Instructions to follow:
The lines to copy are those in the records below that hold the word "display".

Source data:
+++++

use axum::{
    Json,
    extract::{Multipart, State, multipart::MultipartError},
    http::StatusCode,
};
use tokio::io::AsyncWriteExt;
use tracing::{error, info};
use uuid::Uuid;

use agora_types::api::UploadResponse;
use agora_types::models::FileKind;

use crate::error::ApiError;
use crate::state::AppState;

/// Public path prefix the upload directory is served under.
pub const UPLOADS_PATH: &str = "/uploads";

/// POST /upload: accepts a multipart form with a single `file` field,
/// stores it as `<uuid>.<ext>` and returns its public URL.
pub async fn upload_file(
    State(state): State<AppState>,
    mut multipart: Multipart,
) -> Result<Json<UploadResponse>, ApiError> {
    let mut upload = None;
    while let Some(field) = multipart.next_field().await.map_err(multipart_error)? {
        if field.name() != Some("file") {
            continue;
        }
        let file_name = field.file_name().unwrap_or_default().to_string();
        let mime = field.content_type().unwrap_or_default().to_string();
        let data = field.bytes().await.map_err(multipart_error)?;
        upload = Some((file_name, mime, data));
        break;
    }

    let (file_name, mime, data) = upload.ok_or_else(|| ApiError::bad_request("No file provided"))?;

    let kind = FileKind::from_mime(&mime).ok_or_else(|| ApiError::bad_request("File type not allowed"))?;

    let max_bytes = state.uploads.max_bytes;
    if data.len() > max_bytes {
        return Err(ApiError::bad_request(format!(
            "File too large. Maximum size is {}",
            human_size(max_bytes)
        )));
    }

    let stored_name = format!("{}.{}", Uuid::new_v4(), extension_for(&file_name, &mime));
    let path = state.uploads.dir.join(&stored_name);

    tokio::fs::create_dir_all(&state.uploads.dir).await.map_err(|e| {
        error!("Failed to create upload directory {}: {}", state.uploads.dir.display(), e);
        ApiError::Internal(e.into())
    })?;
    let mut file = tokio::fs::File::create(&path).await.map_err(|e| {
        error!("Failed to create file {}: {}", path.display(), e);
        ApiError::Internal(e.into())
    })?;
    file.write_all(&data).await.map_err(|e| {
        error!("Failed to write file {}: {}", path.display(), e);
        ApiError::Internal(e.into())
    })?;
    file.flush().await.map_err(|e| ApiError::Internal(e.into()))?;

    info!("Stored upload {} ({} bytes, {})", stored_name, data.len(), kind.as_str());

    Ok(Json(UploadResponse {
        url: format!("{UPLOADS_PATH}/{stored_name}"),
        file_type: kind,
    }))
}

fn multipart_error(err: MultipartError) -> ApiError {
    if err.status() == StatusCode::PAYLOAD_TOO_LARGE {
        ApiError::PayloadTooLarge(err.body_text())
    } else {
        ApiError::bad_request(err.body_text())
    }
}

/// Extensions each allowed MIME type may be stored under; the first is canonical.
fn extensions_of(mime: &str) -> &'static [&'static str] {
    match mime {
        "image/jpeg" => &["jpg", "jpeg"],
        "image/png" => &["png"],
        "image/gif" => &["gif"],
        "video/mp4" => &["mp4", "m4v"],
        "video/webm" => &["webm"],
        "application/pdf" => &["pdf"],
        "application/msword" => &["doc"],
        "application/vnd.openxmlformats-officedocument.wordprocessingml.document" => &["docx"],
        _ => &["bin"],
    }
}

/// The client's extension when it names the validated MIME type, otherwise
/// the canonical one. The stored suffix decides how `/uploads` serves the file.
fn extension_for(file_name: &str, mime: &str) -> String {
    let allowed = extensions_of(mime);
    file_name
        .rsplit_once('.')
        .map(|(_, ext)| ext.to_ascii_lowercase())
        .filter(|ext| allowed.contains(&ext.as_str()))
        .unwrap_or_else(|| allowed[0].to_string())
}

fn human_size(bytes: usize) -> String {
    const MB: usize = 1024 * 1024;
    if bytes >= MB && bytes % MB == 0 {
        format!("{}MB", bytes / MB)
    } else if bytes >= 1024 {
        format!("{}KB", bytes / 1024)
    } else {
        format!("{bytes} bytes")
    }
}

#[cfg(test)]
mod tests {
    use super::*;

    #[test]
    fn extension_prefers_safe_client_suffix() {
        assert_eq!(extension_for("Cat.PNG", "image/png"), "png");
        assert_eq!(extension_for("report", "application/pdf"), "pdf");
        assert_eq!(extension_for("evil.p/../x", "image/gif"), "gif");
        assert_eq!(extension_for("clip.", "video/webm"), "webm");
        assert_eq!(extension_for("photo.JPEG", "image/jpeg"), "jpeg");
        assert_eq!(extension_for("avatar.html", "image/png"), "png");
        assert_eq!(extension_for("notes.svg", "application/pdf"), "pdf");
    }

    #[test]
    fn size_limit_is_reported_readably() {
        assert_eq!(human_size(10 * 1024 * 1024), "10MB");
        assert_eq!(human_size(2048), "2KB");
        assert_eq!(human_size(12), "12 bytes");
    }
}
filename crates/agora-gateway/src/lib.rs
pub mod connection;
pub mod dispatcher;
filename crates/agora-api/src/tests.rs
use axum::{
    Router,
    body::Body,
    http::{Method, Request, StatusCode, header},
};
use http_body_util::BodyExt;
use jsonwebtoken::{EncodingKey, Header, encode};
use serde_json::{Value, json};
use tempfile::TempDir;
use tower::ServiceExt;
use uuid::Uuid;

use agora_db::{Database, GENERAL_CHANNEL_ID};
use agora_types::api::Claims;
use agora_types::models::Role;

use crate::{AppStateInner, UploadSettings, router};

const SECRET: &str = "test-secret";
const BOUNDARY: &str = "agora-test-boundary";

struct Harness {
    app: Router,
    _uploads: TempDir,
}

fn harness(max_upload_bytes: usize) -> Harness {
    let uploads = TempDir::new().unwrap();
    let db = Database::open_in_memory().unwrap();
    let state = AppStateInner::new(
        db,
        SECRET.to_string(),
        UploadSettings {
            dir: uploads.path().to_path_buf(),
            max_bytes: max_upload_bytes,
        },
        50,
    );
    Harness {
        app: router(state),
        _uploads: uploads,
    }
}

fn token(id: Uuid, name: &str, role: Role) -> String {
    let claims = Claims {
        sub: id,
        name: name.to_string(),
        role,
        image: None,
        exp: (chrono::Utc::now().timestamp() + 3600) as usize,
    };
    encode(&Header::default(), &claims, &EncodingKey::from_secret(SECRET.as_bytes())).unwrap()
}

async fn call(app: &Router, method: Method, uri: &str, token: Option<&str>, body: Option<Value>) -> (StatusCode, Value) {
    let mut builder = Request::builder().method(method).uri(uri);
    if let Some(token) = token {
        builder = builder.header(header::AUTHORIZATION, format!("Bearer {token}"));
    }
    let request = match body {
        Some(body) => builder
            .header(header::CONTENT_TYPE, "application/json")
            .body(Body::from(body.to_string()))
            .unwrap(),
        None => builder.body(Body::empty()).unwrap(),
    };
    send(app, request).await
}

async fn send(app: &Router, request: Request<Body>) -> (StatusCode, Value) {
    let response = app.clone().oneshot(request).await.unwrap();
    let status = response.status();
    let bytes = response.into_body().collect().await.unwrap().to_bytes();
    let value = if bytes.is_empty() {
        Value::Null
    } else {
        serde_json::from_slice(&bytes).unwrap_or(Value::Null)
    };
    (status, value)
}

fn multipart_request(token: &str, field: &str, file_name: &str, mime: &str, data: &[u8]) -> Request<Body> {
    let mut body = Vec::new();
    body.extend_from_slice(
        format!(
            "--{BOUNDARY}\r\nContent-Disposition: form-data; name=\"{field}\"; filename=\"{file_name}\"\r\nContent-Type: {mime}\r\n\r\n"
        )
        .as_bytes(),
    );
    body.extend_from_slice(data);
    body.extend_from_slice(format!("\r\n--{BOUNDARY}--\r\n").as_bytes());

    Request::builder()
        .method(Method::POST)
        .uri("/upload")
        .header(header::AUTHORIZATION, format!("Bearer {token}"))
        .header(header::CONTENT_TYPE, format!("multipart/form-data; boundary={BOUNDARY}"))
        .body(Body::from(body))
        .unwrap()
}

#[tokio::test]
async fn bug_report_scenario_end_to_end() {
    let h = harness(1024 * 1024);
    let admin = token(Uuid::new_v4(), "admin", Role::Admin);
    let a_id = Uuid::new_v4();
    let b_id = Uuid::new_v4();
    let a = token(a_id, "alice", Role::Member);
    let b = token(b_id, "bob", Role::Member);

    let (status, _) = call(&h.app, Method::POST, "/categories/seed", Some(&admin), None).await;
    assert_eq!(status, StatusCode::OK);

    let (status, created) = call(
        &h.app,
        Method::POST,
        "/threads",
        Some(&a),
        Some(json!({
            "name": "Bug: crash on export",
            "initialMessage": "crashes on PDF export",
            "forumId": "bug-reports",
            "isPrivate": false
        })),
    )
    .await;
    assert_eq!(status, StatusCode::CREATED);
    let thread_id = created["thread"]["id"].as_str().unwrap().to_string();

    let (status, listed) = call(&h.app, Method::GET, "/threads?forumId=bug-reports", None, None).await;
    assert_eq!(status, StatusCode::OK);
    let thread = listed["threads"]
        .as_array()
        .unwrap()
        .iter()
        .find(|t| t["id"] == thread_id.as_str())
        .unwrap();
    let messages = thread["messages"].as_array().unwrap();
    assert_eq!(messages.len(), 1);
    let first_id = messages[0]["id"].as_str().unwrap().to_string();

    let (status, toggled) = call(
        &h.app,
        Method::POST,
        "/reactions",
        Some(&b),
        Some(json!({ "messageId": first_id, "emoji": "👍" })),
    )
    .await;
    assert_eq!(status, StatusCode::OK);
    assert_eq!(toggled["action"], "added");

    let uri = format!("/reactions?messageId={first_id}");
    let (_, reactions) = call(&h.app, Method::GET, &uri, Some(&a), None).await;
    assert_eq!(reactions["👍"]["count"], 1);
    assert_eq!(reactions["👍"]["users"], json!([b_id.to_string()]));

    let (_, toggled) = call(
        &h.app,
        Method::POST,
        "/reactions",
        Some(&b),
        Some(json!({ "messageId": first_id, "emoji": "👍" })),
    )
    .await;
    assert_eq!(toggled["action"], "removed");
    let (_, reactions) = call(&h.app, Method::GET, &uri, Some(&a), None).await;
    assert_eq!(reactions, json!({}));

    let (status, upload) = send(&h.app, multipart_request(&a, "file", "repro.pdf", "application/pdf", b"%PDF-1.4")).await;
    assert_eq!(status, StatusCode::OK);
    assert_eq!(upload["type"], "document");

    let post_uri = format!("/threads/{thread_id}/messages");
    let (status, second) = call(
        &h.app,
        Method::POST,
        &post_uri,
        Some(&a),
        Some(json!({
            "content": "repro steps attached",
            "fileUrl": upload["url"],
            "fileType": upload["type"]
        })),
    )
    .await;
    assert_eq!(status, StatusCode::CREATED);
    assert_eq!(second["author"]["name"], "alice");

    let (status, page) = call(&h.app, Method::GET, &format!("{post_uri}?page=1&limit=20"), Some(&b), None).await;
    assert_eq!(status, StatusCode::OK);
    let contents: Vec<&str> = page["messages"]
        .as_array()
        .unwrap()
        .iter()
        .map(|m| m["content"].as_str().unwrap())
        .collect();
    assert_eq!(contents, ["crashes on PDF export", "repro steps attached"]);
    assert_eq!(page["pagination"]["hasMore"], false);
    assert_eq!(page["messages"][1]["fileType"], "document");
}

#[tokio::test]
async fn write_paths_require_identity() {
    let h = harness(1024);
    let uri = format!("/channels/{GENERAL_CHANNEL_ID}/messages");

    let (status, body) = call(&h.app, Method::POST, &uri, None, Some(json!({ "content": "hi" }))).await;
    assert_eq!(status, StatusCode::UNAUTHORIZED);
    assert!(body["error"].is_string());

    let (status, _) = call(&h.app, Method::POST, &uri, Some("not-a-jwt"), Some(json!({ "content": "hi" }))).await;
    assert_eq!(status, StatusCode::UNAUTHORIZED);

    let (status, body) = call(&h.app, Method::GET, "/channels", None, None).await;
    assert_eq!(status, StatusCode::OK);
    assert_eq!(body["channels"][0]["name"], "general");
}

#[tokio::test]
async fn admin_only_forum_rejects_members() {
    let h = harness(1024);
    let admin = token(Uuid::new_v4(), "admin", Role::Admin);
    let member = token(Uuid::new_v4(), "mia", Role::Member);
    call(&h.app, Method::POST, "/categories/seed", Some(&admin), None).await;

    let body = json!({
        "name": "Release notes",
        "initialMessage": "v2 is out",
        "forumId": "announcements",
        "isPrivate": false
    });
    let (status, err) = call(&h.app, Method::POST, "/threads", Some(&member), Some(body.clone())).await;
    assert_eq!(status, StatusCode::FORBIDDEN);
    assert!(err["error"].is_string());

    let (status, _) = call(&h.app, Method::POST, "/threads", Some(&admin), Some(body)).await;
    assert_eq!(status, StatusCode::CREATED);

    let (status, _) = call(&h.app, Method::POST, "/categories/seed", Some(&member), None).await;
    assert_eq!(status, StatusCode::FORBIDDEN);
}

#[tokio::test]
async fn unknown_streams_are_not_found() {
    let h = harness(1024);
    let user = token(Uuid::new_v4(), "u", Role::Member);

    let uri = format!("/channels/{}/messages", Uuid::new_v4());
    let (status, body) = call(&h.app, Method::GET, &uri, Some(&user), None).await;
    assert_eq!(status, StatusCode::NOT_FOUND);
    assert_eq!(body["error"], "Channel not found");

    let (status, _) = call(&h.app, Method::GET, "/threads/not-a-uuid/messages", Some(&user), None).await;
    assert_eq!(status, StatusCode::NOT_FOUND);

    let (status, body) = call(
        &h.app,
        Method::POST,
        "/reactions",
        Some(&user),
        Some(json!({ "messageId": Uuid::new_v4(), "emoji": "🎉" })),
    )
    .await;
    assert_eq!(status, StatusCode::NOT_FOUND);
    assert!(body["error"].is_string());
}

#[tokio::test]
async fn missing_fields_are_bad_requests() {
    let h = harness(1024);
    let user = token(Uuid::new_v4(), "u", Role::Member);

    let (status, body) = call(&h.app, Method::GET, "/threads", None, None).await;
    assert_eq!(status, StatusCode::BAD_REQUEST);
    assert_eq!(body["error"], "Forum ID is required");

    let (status, body) = call(&h.app, Method::GET, "/reactions", Some(&user), None).await;
    assert_eq!(status, StatusCode::BAD_REQUEST);
    assert_eq!(body["error"], "Message ID is required");

    let uri = format!("/channels/{GENERAL_CHANNEL_ID}/messages");
    let (status, _) = call(&h.app, Method::POST, &uri, Some(&user), Some(json!({ "content": "   " }))).await;
    assert_eq!(status, StatusCode::BAD_REQUEST);

    let (status, body) = call(
        &h.app,
        Method::POST,
        "/threads",
        Some(&user),
        Some(json!({ "name": "", "initialMessage": "x", "forumId": "bug-reports" })),
    )
    .await;
    assert_eq!(status, StatusCode::BAD_REQUEST);
    assert_eq!(body["error"], "Thread name is required");
}

#[tokio::test]
async fn channel_messages_page_and_clamp() {
    let h = harness(1024);
    let user = token(Uuid::new_v4(), "u", Role::Member);
    let uri = format!("/channels/{GENERAL_CHANNEL_ID}/messages");

    for i in 0..5 {
        let (status, _) = call(&h.app, Method::POST, &uri, Some(&user), Some(json!({ "content": format!("m{i}") }))).await;
        assert_eq!(status, StatusCode::CREATED);
    }

    let (_, page) = call(&h.app, Method::GET, &format!("{uri}?page=1&limit=2"), Some(&user), None).await;
    assert_eq!(page["messages"][0]["content"], "m3");
    assert_eq!(page["messages"][1]["content"], "m4");
    assert_eq!(page["pagination"]["pages"], 3);
    assert_eq!(page["pagination"]["hasMore"], true);

    let (_, page) = call(&h.app, Method::GET, &format!("{uri}?limit=5000"), Some(&user), None).await;
    assert_eq!(page["messages"].as_array().unwrap().len(), 5);

    let (_, channels) = call(&h.app, Method::GET, "/channels", None, None).await;
    assert_eq!(channels["channels"][0]["messageCount"], 5);
}

#[tokio::test]
async fn only_admins_create_channels() {
    let h = harness(1024);
    let admin = token(Uuid::new_v4(), "admin", Role::Admin);
    let member = token(Uuid::new_v4(), "m", Role::Member);
    let body = json!({ "name": "random", "description": "off-topic" });

    let (status, _) = call(&h.app, Method::POST, "/channels", Some(&member), Some(body.clone())).await;
    assert_eq!(status, StatusCode::FORBIDDEN);

    let (status, channel) = call(&h.app, Method::POST, "/channels", Some(&admin), Some(body)).await;
    assert_eq!(status, StatusCode::CREATED);
    assert_eq!(channel["name"], "random");
}

#[tokio::test]
async fn uploads_are_validated_and_served() {
    let h = harness(64);
    let user = token(Uuid::new_v4(), "u", Role::Member);

    let (status, body) = send(&h.app, multipart_request(&user, "file", "x.exe", "application/x-msdownload", b"MZ")).await;
    assert_eq!(status, StatusCode::BAD_REQUEST);
    assert_eq!(body["error"], "File type not allowed");

    let (status, body) = send(&h.app, multipart_request(&user, "file", "big.png", "image/png", &[0u8; 200])).await;
    assert_eq!(status, StatusCode::BAD_REQUEST);
    assert!(body["error"].as_str().unwrap().starts_with("File too large"));

    let (status, body) = send(&h.app, multipart_request(&user, "other", "a.png", "image/png", b"png")).await;
    assert_eq!(status, StatusCode::BAD_REQUEST);
    assert_eq!(body["error"], "No file provided");

    let (status, body) = send(&h.app, multipart_request(&user, "file", "cat.png", "image/png", b"pngdata")).await;
    assert_eq!(status, StatusCode::OK);
    assert_eq!(body["type"], "image");
    let url = body["url"].as_str().unwrap().to_string();
    assert!(url.starts_with("/uploads/") && url.ends_with(".png"));

    let response = h
        .app
        .clone()
        .oneshot(Request::builder().uri(&url).body(Body::empty()).unwrap())
        .await
        .unwrap();
    assert_eq!(response.status(), StatusCode::OK);
    let bytes = response.into_body().collect().await.unwrap().to_bytes();
    assert_eq!(&bytes[..], b"pngdata");
}

#[tokio::test]
async fn uploads_are_stored_under_their_mime_suffix() {
    let h = harness(1024);
    let user = token(Uuid::new_v4(), "mallory", Role::Member);

    let (status, body) = send(&h.app, multipart_request(&user, "file", "avatar.html", "image/png", b"<script>")).await;
    assert_eq!(status, StatusCode::OK);
    let url = body["url"].as_str().unwrap().to_string();
    assert!(url.ends_with(".png"), "stored as {url}");

    let response = h
        .app
        .clone()
        .oneshot(Request::builder().uri(&url).body(Body::empty()).unwrap())
        .await
        .unwrap();
    assert_eq!(response.headers()["content-type"], "image/png");
}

+++++

Answer space:
        error!("Failed to create upload directory {}: {}", state.uploads.dir.display(), e);
        error!("Failed to create file {}: {}", path.display(), e);
        error!("Failed to write file {}: {}", path.display(), e);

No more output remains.